L’islam, une affaire chrétienne

 Quand le prophète se réfugie à Médine, chassé par les Mecquois, il est favorablement accueilli par les juifs et les chrétiens moins nombreux. Ceux-là, contrairement aux juifs, ne se sont pas retournés contre lui lors des batailles de Badr et Ohod. Sous le règne des Abbassides, quand l’islam développa son système philosophique et sa science, ce fut grâce à l’héritage grec, qu’il traduit et développe. L’islam participait ainsi à la marche du monde. Ses idées et découvertes furent reprises par l’Occident. Les principaux traducteurs des Abbassides étaient chrétiens. La renaissance arabe, timide avant la chute de l’Empire ottoman qui avait plongé le monde arabo-musulman dans les abysses de l’ignorance, explosa littéralement après la reddition d’Istanbul. Les nombreux et plus brillants meneurs de cette renaissance étaient chrétiens. La fondation d’Israël, en 1948, donna naissance à la cause palestinienne, qui allait pendant soixante ans être sans concurrence dans le monde arabe. Des chrétiens palestiniens, syriens et libanais furent en première ligne du combat. Georges Habache, Wadih Haddad, Georges Haoui, Michel Aflak, Raymond Eddé, Nakhlé Moutran, Ziad el-Rahbani, Marcel Khalifé, les évêques Hilarion Capucci, Grégoire Haddad, Youakim Moubarak et Georges Khodr, pour ne citer qu’eux. Voilà quatre moments-clés de l’Histoire du monde arabo-musulman où les chrétiens étaient clairement présents en actes et en idées. Aujourd’hui, aux divers fléaux qui s’abattent sur le Moyen-Orient, se réveille, vivace, le virus du conflit confessionnel musulman. Jamais éradiqué, ayant connu des poussées de fièvre et de rémissions en quatorze siècles, à l’âge de la modernité et de ses armes, il est dévastateur. En Irak, au Yémen et en Syrie, il s’exprime par des massacres. Entre l’Arabie saoudite et l’Iran, les coups sont portés ailleurs, dans les trois pays cités plus haut et au Liban, tant l’affrontement direct entre les protagonistes sera catastrophique pour la planète. Certes, il faut avoir toujours à l’esprit les manipulations des grandes puissances dans l’alimentation de ce conflit, mais il ne faut pas rejeter la responsabilité sur les autres, quand le problème est bien enraciné chez nous.

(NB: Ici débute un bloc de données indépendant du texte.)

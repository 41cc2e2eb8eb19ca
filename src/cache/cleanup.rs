use std::sync::Weak;
use std::thread::{self, JoinHandle, ThreadId};
use std::time::Duration;
use crossbeam::channel::{unbounded, RecvTimeoutError, Sender};
use crate::cache::database::DatabaseCache;
use crate::core::error::Result;

enum Signal {
    RunNow,
    Stop,
}

/// Background thread that runs `DatabaseCache::run_cleanup` on an interval.
///
/// Holds the cache weakly and exits once it is gone. Dropping the worker
/// stops the thread and waits for it.
pub(crate) struct CleanupWorker {
    sender: Sender<Signal>,
    handle: Option<JoinHandle<()>>,
    thread_id: ThreadId,
}

impl CleanupWorker {
    pub(crate) fn start(cache: Weak<DatabaseCache>, name: &str, interval: Duration) -> Result<Self> {
        let (sender, receiver) = unbounded();
        let handle = thread::Builder::new()
            .name(format!("cache-cleanup-{}", name))
            .spawn(move || {
                loop {
                    match receiver.recv_timeout(interval) {
                        Ok(Signal::RunNow) | Err(RecvTimeoutError::Timeout) => {}
                        Ok(Signal::Stop) | Err(RecvTimeoutError::Disconnected) => break,
                    }
                    let Some(cache) = cache.upgrade() else {
                        break;
                    };
                    cache.run_cleanup();
                }
                log::debug!("cache cleanup worker exiting");
            })?;
        let thread_id = handle.thread().id();
        Ok(CleanupWorker { sender, handle: Some(handle), thread_id })
    }

    /// Ask for a cleanup pass without waiting for the interval
    pub(crate) fn run_now(&self) -> bool {
        self.sender.send(Signal::RunNow).is_ok()
    }
}

impl Drop for CleanupWorker {
    fn drop(&mut self) {
        let _ = self.sender.send(Signal::Stop);
        // the last strong reference to the cache can be released on the worker itself
        if thread::current().id() == self.thread_id {
            return;
        }
        if let Some(handle) = self.handle.take() {
            if handle.join().is_err() {
                log::error!("cache cleanup worker panicked");
            }
        }
    }
}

Au Liban, l’affrontement généralisé n’a pas eu lieu, mais ses ingrédients n’ont plus qu’à être mixés. Les discours des têtes brûlées ressassent les mêmes points de litiges depuis des siècles: l’imam Ali et ses descendants devaient-ils succéder au prophète? Le guide de l’oumma, doit-il être de Koreiche, la tribu de Mohammad? Aïcha est-elle la mère des croyants ou une traîtresse? Abou Bakr et Omar sont-ils de grands califes ou des usurpateurs? Des questions auxquelles la majorité des musulmans, sondés lors des révolutions arabes et des émeutes en Iran après les élections de 2009, ne s’est jamais préoccupés. Ce qui mène à la constatation suivante: le problème est éminemment politique, habilement enveloppé d’oripeaux religieux dans une région où les affaires de Dieu peuvent encore rendre fous. Un nombre suffisant d’illuminés peut enflammer toute la maison. Le Liban pourrait être encore une fois le laboratoire d’une expérience d’apaisement réussie entre les deux communautés musulmanes. Cette fonction peut être dévolue aux chrétiens. Désormais minoritaires au Liban, leurs choix ne sont pas nombreux. Ils peuvent tenter l’expérience alaouite en Syrie ou sunnite en Irak et prendre le pouvoir en s’alliant à une autre minorité. Je doute qu’ils en aient la moindre capacité ou l’envie. Ils peuvent aussi se replier sur eux-mêmes, accepter la dhimmitude ou rêver encore d’un foyer chrétien. Le premier est anachronique, le second est suicidaire. Or, malheureusement, la politique des dirigeants chrétiens au Liban est un mélange inégal et inconsistant de toutes ces options. C’est bien pour cela que la déprime des chrétiens est profonde. Leur rôle, l’Histoire l’a suffisamment montré, est d’être à la pointe de tous les combats de l’islam. C’est ainsi que celui-ci a souvent trouvé sa voie, c’est ainsi que les chrétiens peuvent exister durablement et vivre leur réelle vocation.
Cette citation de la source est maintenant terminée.